On 03/05/2016 12:07 AM, Ryosuke Niwa wrote:
Hi Phil,

You made a similar post in December 2014:
https://lists.webkit.org/pipermail/webkit-dev/2014-December/027113.html

Are you suggesting you have done or ready to do the following?

I just completed the implementation of block_ptr<> but I am ready to run benchmarks on my laptop once the code is integrated locally on my computer.

I work for a smart TV company which uses WebKit so I can ask assistance from their part if I need to but I need to know the interests from the Open Source community first.

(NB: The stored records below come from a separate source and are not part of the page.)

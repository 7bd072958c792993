use crate::core::{FrameParams, LightDecay, QualityTier};
use web_sys as web;

mod helpers;
mod light;
mod ocean;
mod post;
mod targets;

use light::LightPass;
use ocean::{OceanResources, OceanUniforms};
use post::{PostResources, PostUniforms};
use targets::RenderTargets;

/// GPU side of the background: surface, offscreen targets and the three
/// passes (light → ocean → post), in that order every frame.
pub struct GpuState<'a> {
    surface: wgpu::Surface<'a>,
    device: wgpu::Device,
    queue: wgpu::Queue,
    config: wgpu::SurfaceConfiguration,

    targets: RenderTargets,
    linear_sampler: wgpu::Sampler,

    light: LightPass,
    ocean: OceanResources,
    post: PostResources,
}

impl<'a> GpuState<'a> {
    pub async fn new(canvas: &'a web::HtmlCanvasElement, tier: QualityTier) -> anyhow::Result<Self> {
        let width = canvas.width().max(1);
        let height = canvas.height().max(1);

        let instance = wgpu::Instance::default();
        let surface = instance.create_surface(wgpu::SurfaceTarget::Canvas(canvas.clone()))?;
        let adapter = instance
            .request_adapter(&wgpu::RequestAdapterOptions {
                power_preference: wgpu::PowerPreference::HighPerformance,
                compatible_surface: Some(&surface),
                force_fallback_adapter: false,
            })
            .await
            .ok_or_else(|| anyhow::anyhow!("No GPU adapter"))?;
        let (device, queue) = adapter
            .request_device(
                &wgpu::DeviceDescriptor {
                    required_features: wgpu::Features::empty(),
                    // WebGL2 limits keep the fallback path usable
                    required_limits: wgpu::Limits::downlevel_webgl2_defaults()
                        .using_resolution(adapter.limits()),
                    memory_hints: wgpu::MemoryHints::Performance,
                    label: None,
                },
                None,
            )
            .await
            .map_err(|e| anyhow::anyhow!(format!("request_device error: {:?}", e)))?;
        device.on_uncaptured_error(Box::new(|e| {
            log::error!("[gpu] uncaptured error: {}", e);
        }));

        let caps = surface.get_capabilities(&adapter);
        // Shaders output display-ready values; avoid a second sRGB encode.
        let format = caps
            .formats
            .iter()
            .copied()
            .find(|f| !f.is_srgb())
            .or_else(|| caps.formats.first().copied())
            .ok_or_else(|| anyhow::anyhow!("surface reports no formats"))?;
        let config = wgpu::SurfaceConfiguration {
            usage: wgpu::TextureUsages::RENDER_ATTACHMENT,
            format,
            width,
            height,
            present_mode: wgpu::PresentMode::Fifo,
            alpha_mode: caps
                .alpha_modes
                .first()
                .copied()
                .unwrap_or(wgpu::CompositeAlphaMode::Auto),
            view_formats: vec![],
            desired_maximum_frame_latency: 2,
        };
        surface.configure(&device, &config);
        log::info!(
            "[gpu] {:?} adapter, surface {:?} {}x{}",
            adapter.get_info().backend,
            format,
            width,
            height
        );

        let targets = RenderTargets::new(&device, width, height);
        let linear_sampler = helpers::create_linear_sampler(&device);
        let light = LightPass::new(&device, &targets);
        let ocean = OceanResources::new(&device, &queue, &targets, &linear_sampler, tier);
        let post = PostResources::new(&device, &targets, &linear_sampler, format);

        Ok(Self {
            surface,
            device,
            queue,
            config,
            targets,
            linear_sampler,
            light,
            ocean,
            post,
        })
    }

    pub fn size(&self) -> (u32, u32) {
        self.targets.size()
    }

    /// True once the current ocean program failed validation.
    pub fn is_failed(&self) -> bool {
        self.ocean.program.is_failed()
    }

    /// Recompiles the ocean program for `tier` if it differs from the current one.
    pub fn set_quality(&mut self, tier: QualityTier) {
        if tier != self.ocean.program.tier {
            self.ocean.rebuild_program(&self.device, tier);
        }
    }

    pub fn resize_if_needed(&mut self, width: u32, height: u32) {
        if width == 0 || height == 0 {
            return;
        }
        if !self.targets.recreate(&self.device, width, height) {
            return;
        }
        self.config.width = width;
        self.config.height = height;
        self.surface.configure(&self.device, &self.config);

        self.light.on_targets_recreated(&self.device, &self.targets);
        self.ocean
            .rebuild_bind_groups(&self.device, &self.targets, &self.linear_sampler);
        self.post
            .rebuild_bind_group(&self.device, &self.targets, &self.linear_sampler);
        log::info!("[gpu] targets resized to {}x{}", width, height);
    }

    /// Reapplies the current configuration after a lost or outdated surface.
    pub fn reconfigure(&mut self) {
        self.surface.configure(&self.device, &self.config);
    }

    pub fn set_logo(&mut self, width: u32, height: u32, rgba: &[u8]) {
        self.ocean.set_logo(
            &self.device,
            &self.queue,
            &self.targets,
            &self.linear_sampler,
            width,
            height,
            rgba,
        );
    }

    pub fn render(&mut self, params: &FrameParams, decay: &LightDecay) -> Result<(), wgpu::SurfaceError> {
        let frame = self.surface.get_current_texture()?;
        let view = frame
            .texture
            .create_view(&wgpu::TextureViewDescriptor::default());
        let mut encoder = self
            .device
            .create_command_encoder(&wgpu::CommandEncoderDescriptor {
                label: Some("encoder"),
            });
        let (width, height) = self.targets.size();

        // Pass 1: decay the sky light and add pending splats
        self.light.encode(
            &self.queue,
            &mut encoder,
            &self.targets,
            decay,
            params.light_decay,
            &params.splats,
        );

        // Pass 2: ocean + sky into the scene target
        let ocean_uniforms = OceanUniforms::from_frame(params, width, height);
        self.ocean.encode(
            &self.queue,
            &mut encoder,
            &self.targets,
            self.light.ping_pong.read(),
            &ocean_uniforms,
        );

        // Pass 3: grain and palette to the surface
        self.post.encode(
            &self.queue,
            &mut encoder,
            &view,
            &PostUniforms {
                resolution: [width as f32, height as f32],
                time: params.time_sec,
                night: params.night,
                noise_scale: params.noise_scale,
                _pad: [0.0; 3],
            },
        );

        self.queue.submit(Some(encoder.finish()));
        frame.present();
        Ok(())
    }
}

Let’s be clear, though: we’re unlikely to accept a patch in which all of our JS 
object references are replaced by uses of your block_ptr, unless that patch is 
a significant speed-up on web benchmarks, there aren’t any slow-downs, and you 
can prove that all of the JSC GC’s lifetime semantics are preserved (including 
tricky things like the relationship between Executable objects, Structure 
objects, and CodeBlocks).

Otherwise, I don't think we would be adopting your memory management
library anytime soon.   I don't think we're interested in
experimenting with your library on behalf of you either given
implementing a concurrent GC on top of our existing GC would be much
lower risk and will address some of the issues you have pointed out in
the thread.

It depends on the complexity of swapping the garbage collector with the block_ptr<> in WebKit. If that is easy I can do it myself on my laptop. If not then perhaps I can download the garbage collector and compare it with block_ptr<> but objectively; including the collection cycle.

I wasn't confident in 2014 because my code wasn't solid but now I am. I just need some minimal guidance.